Work order » Beneath this instruction is a block of data; output from it exactly the lines that run from the one containing "fn from(b: bool)" through the one containing "impl From<Intrinsic> for", inclusive.

Data items »
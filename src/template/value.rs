//! Property values and intrinsic functions

use indexmap::IndexMap;

/// A property value: literal, nested record, sequence, or intrinsic function
///
/// Values are stored as given; nothing is checked against a provider schema.
#[derive(Debug, Clone, PartialEq)]
pub enum Value {
    Null,
    Bool(bool),
    Integer(i64),
    Float(f64),
    String(String),
    List(Vec<Value>),
    Map(IndexMap<String, Value>),
    Intrinsic(Intrinsic),
}

/// Intrinsic functions resolved by the provisioning service
#[derive(Debug, Clone, PartialEq)]
pub enum Intrinsic {
    /// Identity of a resource or parameter, or a pseudo parameter
    Ref(String),
    /// Computed attribute of a resource
    GetAtt { resource: String, attribute: String },
    /// String interpolation with optional local variables
    Sub {
        template: String,
        variables: IndexMap<String, Value>,
    },
    Join { delimiter: String, values: Vec<Value> },
    Select { index: u32, list: Box<Value> },
    /// Availability zones of a region; an empty region means the stack's region
    GetAZs(String),
    Base64(Box<Value>),
    ImportValue(Box<Value>),
}

impl Intrinsic {
    /// The long-form function name
    pub fn function_name(&self) -> &'static str {
        match self {
            Intrinsic::Ref(_) => "Ref",
            Intrinsic::GetAtt { .. } => "Fn::GetAtt",
            Intrinsic::Sub { .. } => "Fn::Sub",
            Intrinsic::Join { .. } => "Fn::Join",
            Intrinsic::Select { .. } => "Fn::Select",
            Intrinsic::GetAZs(_) => "Fn::GetAZs",
            Intrinsic::Base64(_) => "Fn::Base64",
            Intrinsic::ImportValue(_) => "Fn::ImportValue",
        }
    }

    /// The short-form YAML tag name, without the leading `!`
    pub fn tag_name(&self) -> &'static str {
        let name = self.function_name();
        name.strip_prefix("Fn::").unwrap_or(name)
    }
}

impl Value {
    /// A `Ref` to a logical name or pseudo parameter
    pub fn reference(name: impl Into<String>) -> Self {
        Value::Intrinsic(Intrinsic::Ref(name.into()))
    }

    /// A `Fn::GetAtt` on a resource attribute
    pub fn get_att(resource: impl Into<String>, attribute: impl Into<String>) -> Self {
        Value::Intrinsic(Intrinsic::GetAtt {
            resource: resource.into(),
            attribute: attribute.into(),
        })
    }

    /// A `Fn::Sub` without local variables
    pub fn sub(template: impl Into<String>) -> Self {
        Value::Intrinsic(Intrinsic::Sub {
            template: template.into(),
            variables: IndexMap::new(),
        })
    }

    /// A `Fn::Sub` with local variables
    pub fn sub_with<K, V>(template: impl Into<String>, variables: impl IntoIterator<Item = (K, V)>) -> Self
    where
        K: Into<String>,
        V: Into<Value>,
    {
        Value::Intrinsic(Intrinsic::Sub {
            template: template.into(),
            variables: variables
                .into_iter()
                .map(|(k, v)| (k.into(), v.into()))
                .collect(),
        })
    }

    pub fn join<V: Into<Value>>(delimiter: impl Into<String>, values: impl IntoIterator<Item = V>) -> Self {
        Value::Intrinsic(Intrinsic::Join {
            delimiter: delimiter.into(),
            values: values.into_iter().map(Into::into).collect(),
        })
    }

    pub fn select(index: u32, list: impl Into<Value>) -> Self {
        Value::Intrinsic(Intrinsic::Select {
            index,
            list: Box::new(list.into()),
        })
    }

    pub fn get_azs(region: impl Into<String>) -> Self {
        Value::Intrinsic(Intrinsic::GetAZs(region.into()))
    }

    pub fn base64(value: impl Into<Value>) -> Self {
        Value::Intrinsic(Intrinsic::Base64(Box::new(value.into())))
    }

    pub fn import_value(value: impl Into<Value>) -> Self {
        Value::Intrinsic(Intrinsic::ImportValue(Box::new(value.into())))
    }

    /// Build a nested record from key/value pairs, keeping their order
    pub fn object<K, V>(pairs: impl IntoIterator<Item = (K, V)>) -> Self
    where
        K: Into<String>,
        V: Into<Value>,
    {
        Value::Map(
            pairs
                .into_iter()
                .map(|(k, v)| (k.into(), v.into()))
                .collect(),
        )
    }

    pub fn list<V: Into<Value>>(items: impl IntoIterator<Item = V>) -> Self {
        Value::List(items.into_iter().map(Into::into).collect())
    }

    /// Get the intrinsic function if this value is one
    pub fn as_intrinsic(&self) -> Option<&Intrinsic> {
        match self {
            Value::Intrinsic(intrinsic) => Some(intrinsic),
            _ => None,
        }
    }

    pub fn as_str(&self) -> Option<&str> {
        match self {
            Value::String(s) => Some(s),
            _ => None,
        }
    }
}

impl From<&str> for Value {
    fn from(s: &str) -> Self {
        Value::String(s.to_string())
    }
}

impl From<String> for Value {
    fn from(s: String) -> Self {
        Value::String(s)
    }
}

impl From<&String> for Value {
    fn from(s: &String) -> Self {
        Value::String(s.clone())
    }
}

impl From<bool> for Value {
    fn from(b: bool) -> Self {
        Value::Bool(b)
    }
}

impl From<i64> for Value {
    fn from(n: i64) -> Self {
        Value::Integer(n)
    }
}

impl From<i32> for Value {
    fn from(n: i32) -> Self {
        Value::Integer(n.into())
    }
}

impl From<u16> for Value {
    fn from(n: u16) -> Self {
        Value::Integer(n.into())
    }
}

impl From<u32> for Value {
    fn from(n: u32) -> Self {
        Value::Integer(n.into())
    }
}

impl From<f64> for Value {
    fn from(n: f64) -> Self {
        Value::Float(n)
    }
}

impl From<Intrinsic> for Value {
    fn from(intrinsic: Intrinsic) -> Self {
        Value::Intrinsic(intrinsic)
    }
}

impl<V: Into<Value>> From<Vec<V>> for Value {
    fn from(items: Vec<V>) -> Self {
        Value::List(items.into_iter().map(Into::into).collect())
    }
}

impl From<IndexMap<String, Value>> for Value {
    fn from(map: IndexMap<String, Value>) -> Self {
        Value::Map(map)
    }
}

impl From<Properties> for Value {
    fn from(props: Properties) -> Self {
        Value::Map(props.into_inner())
    }
}

impl<V: Into<Value>> From<Option<V>> for Value {
    fn from(value: Option<V>) -> Self {
        value.map(Into::into).unwrap_or(Value::Null)
    }
}

/// Ordered property mapping of a resource or nested record
#[derive(Debug, Clone, Default, PartialEq)]
pub struct Properties {
    entries: IndexMap<String, Value>,
}

impl Properties {
    pub fn new() -> Self {
        Self::default()
    }

    /// Add or replace a property, keeping its first position
    pub fn with(mut self, key: impl Into<String>, value: impl Into<Value>) -> Self {
        self.insert(key, value);
        self
    }

    pub fn insert(&mut self, key: impl Into<String>, value: impl Into<Value>) {
        self.entries.insert(key.into(), value.into());
    }

    pub fn get(&self, key: &str) -> Option<&Value> {
        self.entries.get(key)
    }

    pub fn len(&self) -> usize {
        self.entries.len()
    }

    pub fn is_empty(&self) -> bool {
        self.entries.is_empty()
    }

    pub fn iter(&self) -> impl Iterator<Item = (&String, &Value)> {
        self.entries.iter()
    }

    pub fn into_inner(self) -> IndexMap<String, Value> {
        self.entries
    }
}

impl<K: Into<String>, V: Into<Value>> FromIterator<(K, V)> for Properties {
    fn from_iter<I: IntoIterator<Item = (K, V)>>(iter: I) -> Self {
        Self {
            entries: iter
                .into_iter()
                .map(|(k, v)| (k.into(), v.into()))
                .collect(),
        }
    }
}
//! Resource type tags used by the stack catalogue

pub const VPC: &str = "AWS::EC2::VPC";
pub const SUBNET: &str = "AWS::EC2::Subnet";
pub const INTERNET_GATEWAY: &str = "AWS::EC2::InternetGateway";
pub const VPC_GATEWAY_ATTACHMENT: &str = "AWS::EC2::VPCGatewayAttachment";
pub const EIP: &str = "AWS::EC2::EIP";
pub const NAT_GATEWAY: &str = "AWS::EC2::NatGateway";
pub const ROUTE_TABLE: &str = "AWS::EC2::RouteTable";
pub const ROUTE: &str = "AWS::EC2::Route";
pub const SUBNET_ROUTE_TABLE_ASSOCIATION: &str = "AWS::EC2::SubnetRouteTableAssociation";
pub const SECURITY_GROUP: &str = "AWS::EC2::SecurityGroup";
pub const FLOW_LOG: &str = "AWS::EC2::FlowLog";
pub const INSTANCE: &str = "AWS::EC2::Instance";

pub const INSTANCE_PROFILE: &str = "AWS::IAM::InstanceProfile";

pub const ALARM: &str = "AWS::CloudWatch::Alarm";

pub const BUCKET: &str = "AWS::S3::Bucket";
pub const BUCKET_POLICY: &str = "AWS::S3::BucketPolicy";

pub const TRAIL: &str = "AWS::CloudTrail::Trail";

Response area »
    fn from(b: bool) -> Self {
        Value::Bool(b)
    }
}

impl From<i64> for Value {
    fn from(n: i64) -> Self {
        Value::Integer(n)
    }
}

impl From<i32> for Value {
    fn from(n: i32) -> Self {
        Value::Integer(n.into())
    }
}

impl From<u16> for Value {
    fn from(n: u16) -> Self {
        Value::Integer(n.into())
    }
}

impl From<u32> for Value {
    fn from(n: u32) -> Self {
        Value::Integer(n.into())
    }
}

impl From<f64> for Value {
    fn from(n: f64) -> Self {
        Value::Float(n)
    }
}

impl From<Intrinsic> for Value {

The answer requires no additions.